Specific aims are to determine the efficacy of a novel MBSR program delivery format to reduce symptoms of anxiety, depression and insomnia and improve HRQL before and after kidney transplantation. Candidates (N=60) will be stratified by dialysis status, and within strata randomized in equal numbers to: 1) an 8-wk MBSR program consisting of a Vz day workshop, 6-weekly teleconferences, Yz day retreat and a """"""""low dose"""""""" home practice schedule;or 2) a support group (SG) attention control arm. Symptoms and HRQL measured by well-validated scales will be evaluated at baseline, 8-wks and 6-mos pre-transplant, and 2-, 6- and 12- mos post-transplant. Impact of MBSR on objective indicators - actigraphy and diurnal salivary cortisols - will be evaluated. Given the costs of transplantation, preparing candidates for successful surgeries and to derive full benefit out of the years of life gained post-transplant is a significant public health issue.
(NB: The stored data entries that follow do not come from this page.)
//! The in-process, `RingLog`-backed command store.

use crate::error::{AesdError, Result};
use crate::ring::{Record, RingLog, DEFAULT_CAPACITY};
use crate::store::{CommandStore, StoreHandle};
use parking_lot::RwLock;
use std::io::SeekFrom;
use std::sync::Arc;
use tracing::{debug, warn};

/// Shared state: a `RingLog` behind a reader-writer lock.
///
/// `read`, `seek` and `seek_to` take the read side; a write's commit step
/// takes the write side. Many readers may hold the read side concurrently;
/// the write side is exclusive.
pub struct Device<const CAPACITY: usize = DEFAULT_CAPACITY> {
    ring: RwLock<RingLog<CAPACITY>>,
}

impl<const CAPACITY: usize> Device<CAPACITY> {
    /// Create a new, empty device.
    pub fn new() -> Arc<Self> {
        Arc::new(Self {
            ring: RwLock::new(RingLog::new()),
        })
    }

    /// Total bytes currently retained across all committed commands.
    pub fn len(&self) -> usize {
        self.ring.read().len()
    }

    /// Whether the device currently retains no commands.
    pub fn is_empty(&self) -> bool {
        self.ring.read().is_empty()
    }
}

impl<const CAPACITY: usize> CommandStore for Device<CAPACITY> {
    type Handle = DeviceHandle<CAPACITY>;
    const IS_IN_PROCESS_LOG: bool = true;

    fn open(store: &Arc<Self>) -> Result<Self::Handle> {
        debug!("device open");
        Ok(DeviceHandle {
            device: Arc::clone(store),
            assembly: Vec::new(),
            cursor: 0,
        })
    }
}

/// Per-open state: the shared device plus this open's assembly buffer and
/// read/seek cursor. Writes from distinct opens never mix because each
/// handle owns its own `assembly`.
pub struct DeviceHandle<const CAPACITY: usize = DEFAULT_CAPACITY> {
    device: Arc<Device<CAPACITY>>,
    assembly: Vec<u8>,
    cursor: usize,
}

impl<const CAPACITY: usize> DeviceHandle<CAPACITY> {
    /// Bytes currently accumulated in the assembly buffer, not yet
    /// committed (no trailing newline seen yet).
    pub fn pending(&self) -> &[u8] {
        &self.assembly
    }
}

impl<const CAPACITY: usize> StoreHandle for DeviceHandle<CAPACITY> {
    fn write(&mut self, buf: &[u8]) -> Result<usize> {
        // Idle -> Accumulating: append to the per-open assembly buffer.
        let prev_len = self.assembly.len();
        self.assembly.try_reserve(buf.len()).map_err(|_| AesdError::OutOfMemory)?;
        self.assembly.extend_from_slice(buf);

        let Some(nl) = buf.iter().position(|&b| b == b'\n') else {
            // No newline yet: still Accumulating, whole buffer accepted.
            return Ok(buf.len());
        };
        let newline_abs = prev_len + nl;

        if newline_abs + 1 != self.assembly.len() {
            debug!("discarding {} trailing byte(s) after command terminator", self.assembly.len() - newline_abs - 1);
        }
        self.assembly.truncate(newline_abs + 1);

        // Accumulating -> Idle: commit to the ring under the write lock.
        let committed = Record::new(std::mem::take(&mut self.assembly));
        let evicted = self.device.ring.write().append(committed);
        drop(evicted); // caller-owned buffer; dropping frees it

        Ok(buf.len())
    }

    fn read(&mut self, buf: &mut [u8]) -> Result<usize> {
        let ring = self.device.ring.read();
        let mut copied = 0;
        while copied < buf.len() {
            let Some((record, within)) = ring.find_by_offset(self.cursor) else {
                break;
            };
            let available = record.size() - within;
            let space = buf.len() - copied;
            let n = available.min(space);
            buf[copied..copied + n].copy_from_slice(&record.as_bytes()[within..within + n]);
            copied += n;
            self.cursor += n;
        }
        Ok(copied)
    }

    fn seek(&mut self, pos: SeekFrom) -> Result<u64> {
        let ring = self.device.ring.read();
        let size = ring.len() as i64;
        let current = self.cursor as i64;
        let new_pos = match pos {
            SeekFrom::Start(offset) => offset as i64,
            SeekFrom::Current(offset) => current + offset,
            SeekFrom::End(offset) => size + offset,
        };
        if new_pos < 0 || new_pos > size {
            return Err(AesdError::invalid(format!(
                "seek target {new_pos} out of range [0, {size}]"
            )));
        }
        self.cursor = new_pos as usize;
        Ok(self.cursor as u64)
    }

    fn seek_to(&mut self, cmd_index: u32, byte_offset: u32) -> Result<u64> {
        let ring = self.device.ring.read();
        let Some((record, prefix)) = ring.get_by_index(cmd_index as usize) else {
            return Err(AesdError::invalid(format!("no command at index {cmd_index}")));
        };
        if byte_offset as usize >= record.size() {
            return Err(AesdError::invalid(format!(
                "byte offset {byte_offset} out of range for command {cmd_index} (size {})",
                record.size()
            )));
        }
        self.cursor = prefix + byte_offset as usize;
        Ok(self.cursor as u64)
    }
}

impl<const CAPACITY: usize> Drop for DeviceHandle<CAPACITY> {
    fn drop(&mut self) {
        if !self.assembly.is_empty() {
            warn!(
                "discarding {} byte(s) of unterminated command on release",
                self.assembly.len()
            );
        }
    }
}

#[cfg(test)]
mod tests {
    use super::*;

    fn handle() -> DeviceHandle<10> {
        let device = Device::<10>::new();
        Device::open(&device).unwrap()
    }

    #[test]
    fn test_round_trip_single_command() {
        let mut h = handle();
        let b = b"hello world\n";
        assert_eq!(h.write(b).unwrap(), b.len());
        h.rewind().unwrap();
        let mut out = vec![0u8; b.len()];
        assert_eq!(h.read(&mut out).unwrap(), b.len());
        assert_eq!(&out, b);
    }

    #[test]
    fn test_framing_across_partial_writes_commits_once() {
        let mut h = handle();
        h.write(b"A").unwrap();
        h.write(b"B").unwrap();
        h.write(b"C\n").unwrap();
        h.rewind().unwrap();
        let mut out = vec![0u8; 4];
        let n = h.read(&mut out).unwrap();
        assert_eq!(&out[..n], b"ABC\n");
    }

    #[test]
    fn test_newline_discards_trailing_bytes_in_same_write() {
        let mut h = handle();
        h.write(b"X\nY").unwrap();
        h.rewind().unwrap();
        let mut out = vec![0u8; 16];
        let n = h.read(&mut out).unwrap();
        assert_eq!(&out[..n], b"X\n");
        assert_eq!(h.pending(), b"");
    }

    #[test]
    fn test_eviction_keeps_only_most_recent_capacity_commands() {
        let device = Device::<10>::new();
        let mut writer = Device::open(&device).unwrap();
        for i in 0..=10u32 {
            writer.write(format!("R{i}\n").as_bytes()).unwrap();
        }
        let mut reader = Device::open(&device).unwrap();
        reader.rewind().unwrap();
        let mut out = Vec::new();
        let mut buf = [0u8; 64];
        loop {
            let n = reader.read(&mut buf).unwrap();
            if n == 0 {
                break;
            }
            out.extend_from_slice(&buf[..n]);
        }
        let expected: String = (1..=10).map(|i| format!("R{i}\n")).collect();
        assert_eq!(out, expected.as_bytes());
    }

    #[test]
    fn test_seek_to_positions_at_command_and_offset() {
        let device = Device::<10>::new();
        let mut writer = Device::open(&device).unwrap();
        for i in 0..10u32 {
            writer.write(format!("{i:04}\n").as_bytes()).unwrap(); // 5 bytes each
        }
        let mut reader = Device::open(&device).unwrap();
        let pos = reader.seek_to(2, 3).unwrap();
        assert_eq!(pos, 2 * 5 + 3);
        let mut out = [0u8; 2];
        let n = reader.read(&mut out).unwrap();
        assert_eq!(&out[..n], b"2\n");
    }

    #[test]
    fn test_seek_to_rejects_out_of_range() {
        let device = Device::<10>::new();
        let mut writer = Device::open(&device).unwrap();
        writer.write(b"hi\n").unwrap();
        let mut reader = Device::open(&device).unwrap();
        assert!(reader.seek_to(5, 0).is_err());
        assert!(reader.seek_to(0, 10).is_err());
    }

    #[test]
    fn test_seek_whence_variants() {
        let device = Device::<10>::new();
        let mut writer = Device::open(&device).unwrap();
        writer.write(b"0123456789\n").unwrap();
        let mut h = Device::open(&device).unwrap();
        assert_eq!(h.seek(SeekFrom::Start(3)).unwrap(), 3);
        assert_eq!(h.seek(SeekFrom::Current(2)).unwrap(), 5);
        assert_eq!(h.seek(SeekFrom::End(0)).unwrap(), 11);
        assert!(h.seek(SeekFrom::End(1)).is_err());
        assert!(h.seek(SeekFrom::Start(1000)).is_err());
    }
}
This study will form the foundation for a full-scale, multi-site RCT of the cost-effectiveness of MBSR in this population. MBSR is a low-cost, low-risk intervention that, if successful, could be replicated easily and result in important reductions in health care costs while improving the lives of transplant patients.

Public Health Relevance

This study will determine if patients waiting for a donor kidney will benefit from Mindfulness-Based Stress Reduction, a program designed to facilitate adaptation to the stresses of medical illness. MBSR is a low-cost, low-risk intervention that, if successful, could be integrated into transplant care and result in important reductions in health care costs while improving the lives of transplant patients.

National Institute of Health (NIH)
National Institute of Diabetes and Digestive and Kidney Diseases (NIDDK)
Research Program Projects (P01)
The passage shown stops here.